C. A. CALATAYUD, E. F. SOTO, J. M. PASQUINI AND L. A. PASQUINI

Portland, Oregan

Congreso; thirty-Seventh Annual Meeting; 2006

American Society of Neurochemistry

We studied the possible relationship between ubiquitin-proteasome (UbP) system and oligodendroglial lineage development. Previously we demonstrated that addition of lactacystin (L), a specific proteasome inhibitor, at low concentrations, to primary cultures of oligodendrocytes (OLGcs) produced their withdrawal from the cell cycle and induced their differentiation. Additionally, we demonstrated in the N20.1 cell line, that a decrease in proteasome activity enhances MBP promoter activity by stabilization of Sp1 and p27. Recent studies demonstrate the participation of p53 proteins family in OLGcs maturation.
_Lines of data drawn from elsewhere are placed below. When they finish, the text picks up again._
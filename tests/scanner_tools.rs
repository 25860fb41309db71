// Tests for the simulated scanner tools
#![allow(clippy::unwrap_used, clippy::panic)]

use chrono::{DateTime, TimeZone, Utc};
use wireless_scanner_mcp::models::capture::MAX_CAPTURE_SECS;
use wireless_scanner_mcp::models::scanner::CaptureSample;
use wireless_scanner_mcp::models::{
    AppError, ListScansRequest, LiveCaptureRequest, ScanMode, ScanStatus, Session,
    UploadPcapRequest,
};
use wireless_scanner_mcp::sample_data::{CaptureSource, RandomCaptureSource};
use wireless_scanner_mcp::tools::capture::{
    MAX_CHART_SAMPLES, MAX_LOG_LINES, list_scans, run_live_capture, upload_pcap,
};

/// Reports an increasing packet count each second
struct CountingSource {
    ticks: u32,
}

impl CaptureSource for CountingSource {
    fn next_sample(&mut self, at: DateTime<Utc>) -> CaptureSample {
        self.ticks += 1;
        CaptureSample {
            timestamp: at,
            packets: self.ticks,
        }
    }

    fn log_line(&mut self, _at: DateTime<Utc>) -> String {
        format!("tick {}", self.ticks)
    }
}

fn session(roles: &[&str]) -> Session {
    Session {
        user_id: "user-123".to_string(),
        user_name: "Wireless Hunter".to_string(),
        roles: roles.iter().map(ToString::to_string).collect(),
    }
}

fn started_at() -> DateTime<Utc> {
    Utc.with_ymd_and_hms(2024, 5, 1, 12, 0, 0).unwrap()
}

fn capture_request(duration_secs: u32) -> LiveCaptureRequest {
    LiveCaptureRequest {
        interface: Some("wlan1".to_string()),
        duration_secs: Some(duration_secs),
        seed: None,
        session: Some(session(&["wireless-hunter"])),
    }
}

#[test]
fn test_live_capture_keeps_latest_samples() {
    let mut source = CountingSource { ticks: 0 };

    let response = run_live_capture(&capture_request(25), &mut source, started_at()).unwrap();

    assert_eq!(response.samples.len(), MAX_CHART_SAMPLES);
    let counts: Vec<u32> = response.samples.iter().map(|s| s.packets).collect();
    assert_eq!(counts, (16..=25).collect::<Vec<_>>());
    let last = response.samples.last().unwrap();
    assert_eq!((last.timestamp - started_at()).num_seconds(), 25);

    assert_eq!(response.log.len(), 27);
    assert_eq!(response.log[0], "[12:00:00] Starting live capture on wlan1...");
    assert_eq!(response.log[1], "tick 1");
    assert_eq!(response.log[26], "[12:00:25] Scan completed after 25s.");

    assert_eq!(response.scan.mode, ScanMode::Live);
    assert_eq!(response.scan.status, ScanStatus::Completed);
    assert_eq!(response.scan.interface.as_deref(), Some("wlan1"));
    assert_eq!(response.scan.user_id, "user-123");
    assert_eq!(response.scan.id, format!("scan-{}", started_at().timestamp_millis()));
}

#[test]
fn test_live_capture_log_is_bounded() {
    let mut request = capture_request(MAX_CAPTURE_SECS);
    request.interface = None;
    let mut source = RandomCaptureSource::new(Some(3));

    let response = run_live_capture(&request, &mut source, started_at()).unwrap();

    assert!(response.log.len() <= MAX_LOG_LINES);
    assert_eq!(response.log.len(), usize::try_from(MAX_CAPTURE_SECS).unwrap() + 2);
    assert!(response.log[0].contains("wlan0"));
    assert!(response.samples.iter().all(|s| (50..150).contains(&s.packets)));
}

#[test]
fn test_seeded_capture_is_reproducible() {
    let request = capture_request(5);
    let mut first_source = RandomCaptureSource::new(Some(9));
    let mut second_source = RandomCaptureSource::new(Some(9));

    let first = run_live_capture(&request, &mut first_source, started_at()).unwrap();
    let second = run_live_capture(&request, &mut second_source, started_at()).unwrap();

    assert_eq!(first.log, second.log);
    assert_eq!(first.samples, second.samples);
}

#[test]
fn test_live_capture_requires_scan_role() {
    let mut source = CountingSource { ticks: 0 };

    let mut request = capture_request(5);
    request.session = Some(session(&["viewer"]));
    let result = run_live_capture(&request, &mut source, started_at());
    assert!(matches!(result, Err(AppError::PermissionDenied(_))));

    request.session = None;
    let result = run_live_capture(&request, &mut source, started_at());
    assert!(matches!(result, Err(AppError::PermissionDenied(_))));
    assert_eq!(source.ticks, 0);
}

#[test]
fn test_live_capture_rejects_bad_arguments() {
    let mut source = CountingSource { ticks: 0 };

    let mut request = capture_request(0);
    assert!(matches!(
        run_live_capture(&request, &mut source, started_at()),
        Err(AppError::Validation(_))
    ));

    request.duration_secs = Some(MAX_CAPTURE_SECS + 1);
    assert!(matches!(
        run_live_capture(&request, &mut source, started_at()),
        Err(AppError::Validation(_))
    ));

    request.duration_secs = Some(5);
    request.interface = Some("eth0".to_string());
    match run_live_capture(&request, &mut source, started_at()) {
        Err(AppError::Validation(msg)) => assert!(msg.contains("eth0")),
        other => panic!("expected validation error, got {other:?}"),
    }
}

#[test]
fn test_upload_pcap_queues_scan() {
    let response = upload_pcap(UploadPcapRequest {
        file_name: "office-network.pcapng".to_string(),
        session: Some(session(&["Analyst"])),
    })
    .unwrap();

    assert_eq!(response.scan.mode, ScanMode::Upload);
    assert_eq!(response.scan.status, ScanStatus::Queued);
    assert_eq!(response.scan.file_name.as_deref(), Some("office-network.pcapng"));
    assert_eq!(
        response.message,
        "office-network.pcapng has been uploaded and is queued for analysis."
    );
}

#[test]
fn test_upload_pcap_rejects_other_files() {
    let result = upload_pcap(UploadPcapRequest {
        file_name: "notes.txt".to_string(),
        session: Some(session(&["admin"])),
    });

    match result {
        Err(AppError::Validation(msg)) => assert!(msg.contains("notes.txt")),
        other => panic!("expected validation error, got {other:?}"),
    }
}

#[test]
fn test_upload_pcap_checks_permission_first() {
    let result = upload_pcap(UploadPcapRequest {
        file_name: "notes.txt".to_string(),
        session: Some(session(&["viewer"])),
    });

    assert!(matches!(result, Err(AppError::PermissionDenied(_))));
}

#[test]
fn test_list_scans_for_session() {
    let scans = list_scans(ListScansRequest {
        session: Some(session(&["viewer"])),
    })
    .unwrap()
    .scans;

    assert_eq!(scans.len(), 3);
    assert!(scans.iter().all(|s| s.user_id == "user-123"));
    assert!(scans.windows(2).all(|w| w[0].created_at >= w[1].created_at));
}

#[test]
fn test_list_scans_requires_session() {
    let result = list_scans(ListScansRequest::default());
    assert!(matches!(result, Err(AppError::PermissionDenied(_))));
}
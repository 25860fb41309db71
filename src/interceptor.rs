//! Gateway request interceptor.
//!
//! Attaches the caller's [`Session`] to tool calls that are role gated. The
//! session is derived from the bearer token only; a `session` argument supplied
//! by the caller is always removed first.

use jsonwebtoken::dangerous::insecure_decode;
use lambda_runtime::tracing::{debug, info, warn};
use serde_json::{Value, json};
use std::collections::HashMap;

use crate::models::interceptor::{GatewayRequest, InterceptorEvent, InterceptorResponse, TokenClaims};
use crate::models::session::Session;
use crate::tools::definitions::{LIST_SCANS, START_LIVE_CAPTURE, UPLOAD_PCAP};
use crate::utils::strip_gateway_prefix;

/// Tools that receive an injected `session` argument
pub const SESSION_TOOLS: [&str; 3] = [START_LIVE_CAPTURE, UPLOAD_PCAP, LIST_SCANS];

const SESSION_ARG: &str = "session";

/// Extract authorization token from headers (case-insensitive).
#[must_use]
#[allow(clippy::implicit_hasher)]
pub fn extract_auth_token(headers: &HashMap<String, String>) -> Option<&str> {
    headers
        .iter()
        .find(|(k, _)| k.eq_ignore_ascii_case("authorization"))
        .map(|(_, v)| v.strip_prefix("Bearer ").unwrap_or(v))
}

/// Extract tool name from an MCP request body
#[must_use]
pub fn extract_tool_name(body: &Value) -> Option<String> {
    body.get("params")
        .and_then(|params| params.get("name"))
        .and_then(Value::as_str)
        .map(strip_gateway_prefix)
}

/// Builds a session from an unverified JWT.
///
/// Roles come from the `roles` claim, falling back to `cognito:groups`.
///
/// Returns `None` if the token cannot be decoded, is expired, or carries no
/// user identifier.
#[must_use]
pub fn session_from_token(token: &str) -> Option<Session> {
    let claims = insecure_decode::<TokenClaims>(token).map(|d| d.claims).ok()?;
    session_from_claims(claims, unix_now()?)
}

fn session_from_claims(claims: TokenClaims, now: u64) -> Option<Session> {
    if claims.exp.is_some_and(|exp| exp < now) {
        warn!(message = "Token is expired");
        return None;
    }

    let user_id = claims
        .sub
        .or_else(|| claims.preferred_username.clone())
        .or_else(|| claims.email.clone())?;

    let user_name = claims
        .name
        .or(claims.preferred_username)
        .unwrap_or_else(|| user_id.split('@').next().unwrap_or(&user_id).to_string());

    let roles = if claims.roles.is_empty() {
        claims.groups
    } else {
        claims.roles
    };

    Some(Session {
        user_id,
        user_name,
        roles,
    })
}

fn unix_now() -> Option<u64> {
    std::time::SystemTime::now()
        .duration_since(std::time::UNIX_EPOCH)
        .ok()
        .map(|d| d.as_secs())
}

/// Rewrites a gateway request, injecting the caller session into role-gated
/// tool calls. Non tool-call requests pass through untouched.
#[must_use]
pub fn transform_request(mut gateway_request: GatewayRequest) -> GatewayRequest {
    let is_tool_call = gateway_request
        .body
        .as_ref()
        .and_then(|b| b.get("method"))
        .is_some_and(|m| m == "tools/call");

    if !is_tool_call {
        debug!(message = "Skipping non-tool request");
        return gateway_request;
    }

    let needs_session = gateway_request
        .body
        .as_ref()
        .and_then(extract_tool_name)
        .is_some_and(|name| SESSION_TOOLS.contains(&name.as_str()));

    let session = if needs_session {
        gateway_request
            .headers
            .as_ref()
            .and_then(extract_auth_token)
            .and_then(session_from_token)
    } else {
        None
    };

    let Some(arguments) = gateway_request
        .body
        .as_mut()
        .and_then(|b| b.get_mut("params"))
        .and_then(|p| p.get_mut("arguments"))
        .and_then(Value::as_object_mut)
    else {
        return gateway_request;
    };

    if arguments.remove(SESSION_ARG).is_some() {
        warn!(message = "Dropped caller-supplied session argument");
    }

    match session {
        Some(session) => {
            info!(user_id = %session.user_id, roles = ?session.roles, "Injecting session into arguments");
            arguments.insert(SESSION_ARG.to_string(), json!(session));
        }
        None if needs_session => warn!(message = "Could not derive session from token"),
        None => {}
    }

    gateway_request
}

/// Processes an interceptor event into the gateway's expected response.
#[must_use]
pub fn process_interceptor_event(event: InterceptorEvent) -> InterceptorResponse {
    InterceptorResponse::passthrough(transform_request(event.mcp.gateway_request))
}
Turnover of these proteins is regulated by the Ub-P system. Western blot analysis in the N19 cell line, suggest that p53 is present when the cells proliferate or at early stages of differentiation. Transfection of the N19 cell line by electroporation shows that GFP-p53 expression is increased when the cells proliferate and the treatment with lactacystin increases even more GFP-p53 levels. Our results would suggest that the differentiation observed in the presence of L could be mediated, at least in part, by p53 stabilization and its participation in the onset of the differentiation program.